Some of its opponents might be suggesting that today after a report from the National Audit Office basically said Government hasn't made a very strong case for it.
But if you read the report (as I have) you'll realise that its heavily nuanced language does not say that the case cannot be made. Rather, it says it needs to be made clearer.
So the NAO is really saying that the case for HS2 is not clear...yet.
Nevertheless, its analysis of the Government's work on HS2 so far has plenty of ammo for opponents.
The cost-benefit analysis is poor because it contained errors, the business case is built partly on data which is in some cases more than 10 years out of date.
Then there's the small matter of an apparent £3bn funding gap in the first phase, and a challenging timetable for that first phase to actually get going.
Civil service insiders will tell you it's a must-do-better warning shot rather than a damning verdict. The money almost certainly can be found and ministers were already revising their case for HS2 when the NAO was drawing up its report.
Neverthless, the NAO's report reads like an analysis of a hard-pressed government department trying to push through an enormously complicated project to a tight timetable when it's short of expertise. The big risk there is that expensive mistakes are made (remember the West Coast franchise fiasco?).
What about Nottingham, which is hoping to benefit from an HS2 station at Toton in stage 2 of this £30bn project? The positive is that the NAO believes the economic benefits of the second stage should be much stronger than the first stage.
But if its warnings about the first stage timetable are proved accurate our long wait for that second stage may be longer still.

Wednesday 15 May 2013

Westminster fiddles while the economy burns?

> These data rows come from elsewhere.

//! Title bar buttons
//!
//! One button type for all three controls, tagged by `ButtonKind`. The kind
//! decides the palette and the glyph; the hover/press state machine is
//! shared. State only changes through the explicit event handlers below,
//! never by inferring it from pointer position.

use serde::{Deserialize, Serialize};

use crate::theme::{Appearance, CLOSE_HOVER, CLOSE_PRESSED, Rgba};

/// Fixed button width in logical units
pub const BUTTON_WIDTH: i32 = 46;
/// Fixed button height in logical units
pub const BUTTON_HEIGHT: i32 = 32;

/// Alpha of the hover/pressed overlays on minimize and maximize
const HOVER_ALPHA: u8 = 0x20;
const PRESSED_ALPHA: u8 = 0x40;

#[derive(Debug, Clone, Copy, PartialEq, Eq, Hash)]
pub enum ButtonKind {
    Minimize,
    Maximize,
    Close,
}

#[derive(Debug, Clone, Copy, PartialEq, Eq, Default)]
pub enum ButtonState {
    #[default]
    Normal,
    Hovered,
    Pressed,
}

#[derive(Debug, Clone, Copy, PartialEq, Eq, Serialize, Deserialize)]
#[serde(rename_all = "snake_case")]
pub enum MouseButton {
    Left,
    Right,
    Middle,
}

/// Bundled close icon asset
#[derive(Debug, Clone, Copy, PartialEq, Eq)]
pub enum CloseIcon {
    White,
    Black,
}

impl CloseIcon {
    /// Asset path relative to the resource directory
    pub fn asset(self) -> &'static str {
        match self {
            Self::White => "res/close_white.svg",
            Self::Black => "res/close_black.svg",
        }
    }
}

/// Point in device pixels
#[derive(Debug, Clone, Copy, PartialEq)]
pub struct GlyphPoint {
    pub x: f64,
    pub y: f64,
}

impl GlyphPoint {
    pub const fn new(x: f64, y: f64) -> Self {
        Self { x, y }
    }
}

/// Cosmetic (1 device pixel) strokes making up a procedural glyph
#[derive(Debug, Clone, PartialEq)]
pub enum GlyphPrimitive {
    Line { from: GlyphPoint, to: GlyphPoint },
    Rect { x: i32, y: i32, width: i32, height: i32 },
    Polyline(Vec<GlyphPoint>),
}

/// What to paint on top of the button background
#[derive(Debug, Clone, PartialEq)]
pub enum Glyph {
    Drawn { color: Rgba, strokes: Vec<GlyphPrimitive> },
    Icon(CloseIcon),
}

/// A title bar control
#[derive(Debug, Clone)]
pub struct TitleBarButton {
    kind: ButtonKind,
    state: ButtonState,
    appearance: Appearance,
    /// Maximize only: draws the restore glyph when set
    maximized: bool,
}

impl TitleBarButton {
    pub fn new(kind: ButtonKind, appearance: Appearance) -> Self {
        Self {
            kind,
            state: ButtonState::Normal,
            appearance,
            maximized: false,
        }
    }

    pub fn kind(&self) -> ButtonKind {
        self.kind
    }

    pub fn state(&self) -> ButtonState {
        self.state
    }

    /// Force a state; used when the window manager owns mouse routing
    pub fn set_state(&mut self, state: ButtonState) {
        self.state = state;
    }

    pub fn is_maximized(&self) -> bool {
        self.maximized
    }

    pub fn set_maximized(&mut self, maximized: bool) {
        self.maximized = maximized;
    }

    pub fn on_enter(&mut self) {
        self.state = ButtonState::Hovered;
    }

    /// Leaving always wins, even mid-press
    pub fn on_leave(&mut self) {
        self.state = ButtonState::Normal;
    }

    pub fn on_press(&mut self, button: MouseButton) {
        if button == MouseButton::Left {
            self.state = ButtonState::Pressed;
        }
    }

    /// Returns true when the release completes a left click
    pub fn on_release(&mut self, button: MouseButton) -> bool {
        let clicked = self.state == ButtonState::Pressed && button == MouseButton::Left;
        self.state = ButtonState::Hovered;
        clicked
    }

    /// Background fill for the current state
    pub fn background(&self) -> Rgba {
        match (self.kind, self.state) {
            (_, ButtonState::Normal) => Rgba::TRANSPARENT,
            (ButtonKind::Close, ButtonState::Hovered) => CLOSE_HOVER,
            (ButtonKind::Close, ButtonState::Pressed) => CLOSE_PRESSED,
            (_, ButtonState::Hovered) => self.appearance.foreground().with_alpha(HOVER_ALPHA),
            (_, ButtonState::Pressed) => self.appearance.foreground().with_alpha(PRESSED_ALPHA),
        }
    }

    /// Close icon for the current theme and state. Light theme swaps to the
    /// white icon while hovered so it stays readable on the red background.
    pub fn close_icon(&self) -> CloseIcon {
        if self.appearance.is_dark() || self.state != ButtonState::Normal {
            CloseIcon::White
        } else {
            CloseIcon::Black
        }
    }

    /// Glyph for the current state, scaled by the device pixel ratio
    pub fn glyph(&self, ratio: f64) -> Glyph {
        let color = self.appearance.foreground();
        let px = |v: f64| (v * ratio) as i32;
        match self.kind {
            ButtonKind::Close => Glyph::Icon(self.close_icon()),
            ButtonKind::Minimize => Glyph::Drawn {
                color,
                strokes: vec![GlyphPrimitive::Line {
                    from: GlyphPoint::new(18.0 * ratio, 16.0 * ratio),
                    to: GlyphPoint::new(28.0 * ratio, 16.0 * ratio),
                }],
            },
            ButtonKind::Maximize if !self.maximized => Glyph::Drawn {
                color,
                strokes: vec![GlyphPrimitive::Rect {
                    x: px(18.0),
                    y: px(11.0),
                    width: px(10.0),
                    height: px(10.0),
                }],
            },
            ButtonKind::Maximize => {
                // Front square plus the visible corner of the one behind it
                let side = 8.0 * ratio;
                let dw = px(2.0) as f64;
                let x0 = (px(18.0) + px(2.0)) as f64;
                let y0 = 13.0 * ratio;
                Glyph::Drawn {
                    color,
                    strokes: vec![
                        GlyphPrimitive::Rect {
                            x: px(18.0),
                            y: px(13.0),
                            width: px(8.0),
                            height: px(8.0),
                        },
                        GlyphPrimitive::Polyline(vec![
                            GlyphPoint::new(x0, y0),
                            GlyphPoint::new(x0, y0 - dw),
                            GlyphPoint::new(x0 + side, y0 - dw),
                            GlyphPoint::new(x0 + side, y0 - dw + side),
                            GlyphPoint::new(x0 + side - dw, y0 - dw + side),
                        ]),
                    ],
                }
            }
        }
    }
}

#[cfg(test)]
mod tests {
    use super::*;

    fn maximize(appearance: Appearance) -> TitleBarButton {
        TitleBarButton::new(ButtonKind::Maximize, appearance)
    }

    #[test]
    fn test_leave_overrides_press() {
        let mut button = maximize(Appearance::Light);
        button.on_enter();
        button.on_press(MouseButton::Left);
        button.on_leave();
        assert_eq!(button.state(), ButtonState::Normal);
    }

    #[test]
    fn test_release_returns_to_hovered() {
        let mut button = maximize(Appearance::Light);
        button.on_enter();
        button.on_press(MouseButton::Left);
        assert_eq!(button.state(), ButtonState::Pressed);
        assert!(button.on_release(MouseButton::Left));
        assert_eq!(button.state(), ButtonState::Hovered);
    }

    #[test]
    fn test_right_button_does_not_press() {
        let mut button = maximize(Appearance::Light);
        button.on_enter();
        button.on_press(MouseButton::Right);
        assert_eq!(button.state(), ButtonState::Hovered);
        assert!(!button.on_release(MouseButton::Right));
        assert_eq!(button.state(), ButtonState::Hovered);
    }

    #[test]
    fn test_backgrounds() {
        let mut button = TitleBarButton::new(ButtonKind::Minimize, Appearance::Dark);
        assert_eq!(button.background(), Rgba::TRANSPARENT);
        button.on_enter();
        assert_eq!(button.background(), Rgba::new(0xFF, 0xFF, 0xFF, 0x20));
        button.on_press(MouseButton::Left);
        assert_eq!(button.background(), Rgba::new(0xFF, 0xFF, 0xFF, 0x40));

        let mut close = TitleBarButton::new(ButtonKind::Close, Appearance::Light);
        close.on_enter();
        assert_eq!(close.background(), CLOSE_HOVER);
        close.on_press(MouseButton::Left);
        assert_eq!(close.background(), CLOSE_PRESSED);
    }

    #[test]
    fn test_close_icon_by_theme_and_hover() {
        let mut light = TitleBarButton::new(ButtonKind::Close, Appearance::Light);
        assert_eq!(light.glyph(1.0), Glyph::Icon(CloseIcon::Black));
        light.on_enter();
        assert_eq!(light.glyph(1.0), Glyph::Icon(CloseIcon::White));
        light.on_leave();
        assert_eq!(light.close_icon(), CloseIcon::Black);

        let dark = TitleBarButton::new(ButtonKind::Close, Appearance::Dark);
        assert_eq!(dark.close_icon(), CloseIcon::White);
        assert_eq!(CloseIcon::Black.asset(), "res/close_black.svg");
    }

    #[test]
    fn test_maximize_glyph_switches() {
        let mut button = maximize(Appearance::Light);
        let Glyph::Drawn { strokes, color } = button.glyph(1.0) else {
            panic!("maximize glyph must be drawn");
        };
        assert_eq!(color, Rgba::BLACK);
        assert_eq!(strokes, vec![GlyphPrimitive::Rect { x: 18, y: 11, width: 10, height: 10 }]);

        button.set_maximized(true);
        let Glyph::Drawn { strokes, .. } = button.glyph(2.0) else {
            panic!("restore glyph must be drawn");
        };
        assert_eq!(strokes.len(), 2);
        assert_eq!(strokes[0], GlyphPrimitive::Rect { x: 36, y: 26, width: 16, height: 16 });
        let GlyphPrimitive::Polyline(points) = &strokes[1] else {
            panic!("expected back square outline");
        };
        assert_eq!(points[0], GlyphPoint::new(40.0, 26.0));
        assert_eq!(points[2], GlyphPoint::new(56.0, 22.0));
        assert_eq!(points[4], GlyphPoint::new(52.0, 38.0));
    }
}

I suspect that George Cowcher, the chief executive of Derbyshire & Nottinghamshire Chamber, is probably being his normal diplomatic self when he says that Conservative party politicking about an EU referendum is “extremely unhelpful”.
While it’s true to say that businesses are unlikely to shed any tears if there was a bonfire of EU red tape tomorrow, Britain’s relationship with the Union is currently number 99 on the list of the top 10 challenges they face.
Businesses really do get riled by the time and money it takes to satisfy rules simply to get the job done (especially when the EU is meant to be a barriers-down single market), but what they crave more than anything else is stability: if we know what the rules are and they’re the same for everyone then they’ll usually grin and bear them.
The spectacle of politicians down in London spending OUR time and money jawing about an EU referendum might well strike businesses as not just indulgent but also irrelevant to where the economy is at right now.
What about business rates revaluation, what about energy and raw material costs, what about infrastructure, what about the availability of funding and the cost of new facilities, what about sorting UK government red tape?
Derbyshire & Nottinghamshire Chamber is the third biggest in the country, so the views of the businesses who comprise its membership ought to count for something.
Those views, expressed through its respected Quarterly Economic Survey, are that two-thirds of businesses want the UK to stay in the EU. What they want to change is the UK taking more control over some of the one-size-fits-all rules governing issues like employment.
The EU is not good at persuading ordinary people of its value, and has recently had a nasty habit of asking the same question a different way when people give it an answer it doesn’t like. As an institution, it has seemed both wrong-footed and lead-footed amidst the Eurozone crisis – a crisis that has had a painful impact on ordinary people in Greece and Spain.
Not being part of the eurozone has unquestionably helped the UK’s sluggish economy, allowing us to manipulate both interest rates and currency value in a way individual Eurozone countries cannot.
But businesses largely believe being a part of the wider EU at worst doesn’t make any difference, at best has its merits. If the Chamber’s survey is anything to go by, it’s the rules they quibble over, not club membership.